Yesterday was the year anniversary of the restaurant closing. I can still remember it like was yesterday. I can still remember all of the emotions that slammed through us...shock, fear, confusion, sadness, anger, pain, guilt, emptiness. It was dreadful. I also remembering sitting on my front porch on Halloween night with my dear friend V. As I watched the waves of kids come to our front porch for candy I started to cry thinking that that was going to be my last Halloween in my house...but alas, here I am, still in my wonderful home, getting ready for those waves of kids again. In looking back, this past year has been interesting. Some things have been great, awesome even but other things haven't changed yet. For the first time in a long time, I can actually say that time did NOT fly by. It's been a long rough year but I remember my days, I feel good that I made the most of each and every one. I can look back and actually say I don't regret anything...well, that's not true entirely...I didn't make it to the beach.

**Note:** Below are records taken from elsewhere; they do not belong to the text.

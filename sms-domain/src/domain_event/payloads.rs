use chrono::{DateTime, Utc};
use serde::de::DeserializeOwned;
use serde::{Deserialize, Serialize};
use std::fmt;
use uuid::Uuid;

use super::event_type::MessageEventType;

/// 事件载荷需要满足的通用能力边界
pub trait MessageEventPayload:
    Clone + PartialEq + fmt::Debug + Serialize + DeserializeOwned + Send + Sync
{
    /// 该载荷绑定的事件类型
    const EVENT_TYPE: MessageEventType;

    /// 载荷所描述的消息标识
    fn message_id(&self) -> Uuid;
}

/// `message.api.sent` 的载荷
#[derive(Debug, Clone, PartialEq, Eq, Serialize, Deserialize)]
#[serde(rename_all = "camelCase")]
pub struct MessageApiSentPayload {
    pub id: Uuid,
    pub owner: String,
    pub contact: String,
    pub content: String,
    pub request_received_at: DateTime<Utc>,
}

/// `message.phone.sending` 的载荷
#[derive(Debug, Clone, PartialEq, Eq, Serialize, Deserialize)]
pub struct MessagePhoneSendingPayload {
    pub id: Uuid,
    pub owner: String,
    pub contact: String,
    pub content: String,
}

/// `message.phone.sent` 的载荷
#[derive(Debug, Clone, PartialEq, Eq, Serialize, Deserialize)]
pub struct MessagePhoneSentPayload {
    pub id: Uuid,
    pub owner: String,
    pub contact: String,
    pub content: String,
    pub timestamp: DateTime<Utc>,
}

/// `message.phone.received` 的载荷
#[derive(Debug, Clone, PartialEq, Eq, Serialize, Deserialize)]
pub struct MessagePhoneReceivedPayload {
    pub id: Uuid,
    pub owner: String,
    pub contact: String,
    pub content: String,
    pub timestamp: DateTime<Utc>,
}

macro_rules! bind_event_type {
    ($payload:ty => $event_type:expr) => {
        impl MessageEventPayload for $payload {
            const EVENT_TYPE: MessageEventType = $event_type;

            fn message_id(&self) -> Uuid {
                self.id
            }
        }
    };
}

bind_event_type!(MessageApiSentPayload => MessageEventType::ApiSent);
bind_event_type!(MessagePhoneSendingPayload => MessageEventType::PhoneSending);
bind_event_type!(MessagePhoneSentPayload => MessageEventType::PhoneSent);
bind_event_type!(MessagePhoneReceivedPayload => MessageEventType::PhoneReceived);

#[cfg(test)]
mod tests {
    use super::*;
    use chrono::TimeZone;
    use serde_json::json;

    fn round_trip<P: MessageEventPayload>(payload: &P) -> P {
        let encoded = serde_json::to_vec(payload).unwrap();
        serde_json::from_slice(&encoded).unwrap()
    }

    #[test]
    fn field_names_are_stable() {
        let at = Utc.with_ymd_and_hms(2024, 5, 1, 12, 0, 0).unwrap();
        let id = Uuid::new_v4();

        let api = MessageApiSentPayload {
            id,
            owner: "+1000".into(),
            contact: "+2000".into(),
            content: "hi".into(),
            request_received_at: at,
        };
        let value = serde_json::to_value(&api).unwrap();
        assert_eq!(
            value,
            json!({
                "id": id.to_string(),
                "owner": "+1000",
                "contact": "+2000",
                "content": "hi",
                "requestReceivedAt": "2024-05-01T12:00:00Z",
            })
        );

        let sent = MessagePhoneSentPayload {
            id,
            owner: "+1000".into(),
            contact: "+2000".into(),
            content: "hi".into(),
            timestamp: at,
        };
        let value = serde_json::to_value(&sent).unwrap();
        assert!(value.get("timestamp").is_some());
    }

    #[test]
    fn payloads_survive_round_trip_with_edge_timestamps() {
        let epoch = DateTime::<Utc>::UNIX_EPOCH;
        let precise = Utc.timestamp_opt(1_714_564_800, 123_456_789).unwrap();

        let api = MessageApiSentPayload {
            id: Uuid::new_v4(),
            owner: "+1000".into(),
            contact: "+2000".into(),
            content: String::new(),
            request_received_at: epoch,
        };
        assert_eq!(round_trip(&api), api);

        let sending = MessagePhoneSendingPayload {
            id: Uuid::nil(),
            owner: String::new(),
            contact: String::new(),
            content: "ünïcödé ✉".into(),
        };
        assert_eq!(round_trip(&sending), sending);

        let sent = MessagePhoneSentPayload {
            id: Uuid::new_v4(),
            owner: "+1000".into(),
            contact: "+2000".into(),
            content: "hi".into(),
            timestamp: precise,
        };
        assert_eq!(round_trip(&sent), sent);

        let received = MessagePhoneReceivedPayload {
            id: Uuid::new_v4(),
            owner: "+1000".into(),
            contact: "+2000".into(),
            content: "yo".into(),
            timestamp: precise,
        };
        assert_eq!(round_trip(&received), received);
        assert_eq!(received.message_id(), received.id);
    }

    #[test]
    fn payload_types_are_bound_to_event_types() {
        assert_eq!(MessageApiSentPayload::EVENT_TYPE, MessageEventType::ApiSent);
        assert_eq!(
            MessagePhoneSendingPayload::EVENT_TYPE,
            MessageEventType::PhoneSending
        );
        assert_eq!(MessagePhoneSentPayload::EVENT_TYPE, MessageEventType::PhoneSent);
        assert_eq!(
            MessagePhoneReceivedPayload::EVENT_TYPE,
            MessageEventType::PhoneReceived
        );
    }
}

So, in a quick round up - the good and bad of how far we've come since last year:
1. The restaurant is still empty. And I'm finally starting to agree with the guys (G&J) that the landlord screwed us over. They've heard it from several people and now that I'm learning of the incredible offers the landlords is giving to try to rerent the place, it's disheartening. I would like to say it serves him right but I'm Catholic and I can't.
2. No closure. Things are still not complete and it's very frustrating. I hate the unknowing and until things remain unfinished, that's where we remain.
3. G is back to being unemployed. We're back to where we started. This is hard to swallow. For a short stint we were doing ok, things looked promising but it was short lived and we're back "there" again. I can feel myself being pulled into my darkness again but I'm trying really hard to not let myself falter. I can't go back there again, I just can't.
4. My mom. She's not over it and I don't know if she ever will be. It's heartbreaking for me. I am still so consumed with guilt for having caused her so much stress and pain. No matter what I say, she can't get past being angry. I pray everyday for some resolution for her but I'm afraid her anger is blocking the way.
1. G and I have become stronger. I don't know how else to explain that. We as a couple, as parents and human beings, we've become stronger.
2. I've reconnected with my Faith. It is true that in the past I've turned to it in times of hardship but I've remained faithful, even in the good times. My Faith has given me a peace that fuels my mind, body and soul.
3. I'm still in my home, for now. We're so close to getting a resolution with our house but now that G is unemployed, I'm scared again. If this loan modification doesn't go through, we've lost our chance. There is no second one.
4. My kids, my happiness. They are immune to the suffering and the sacrificing and that is all that matters.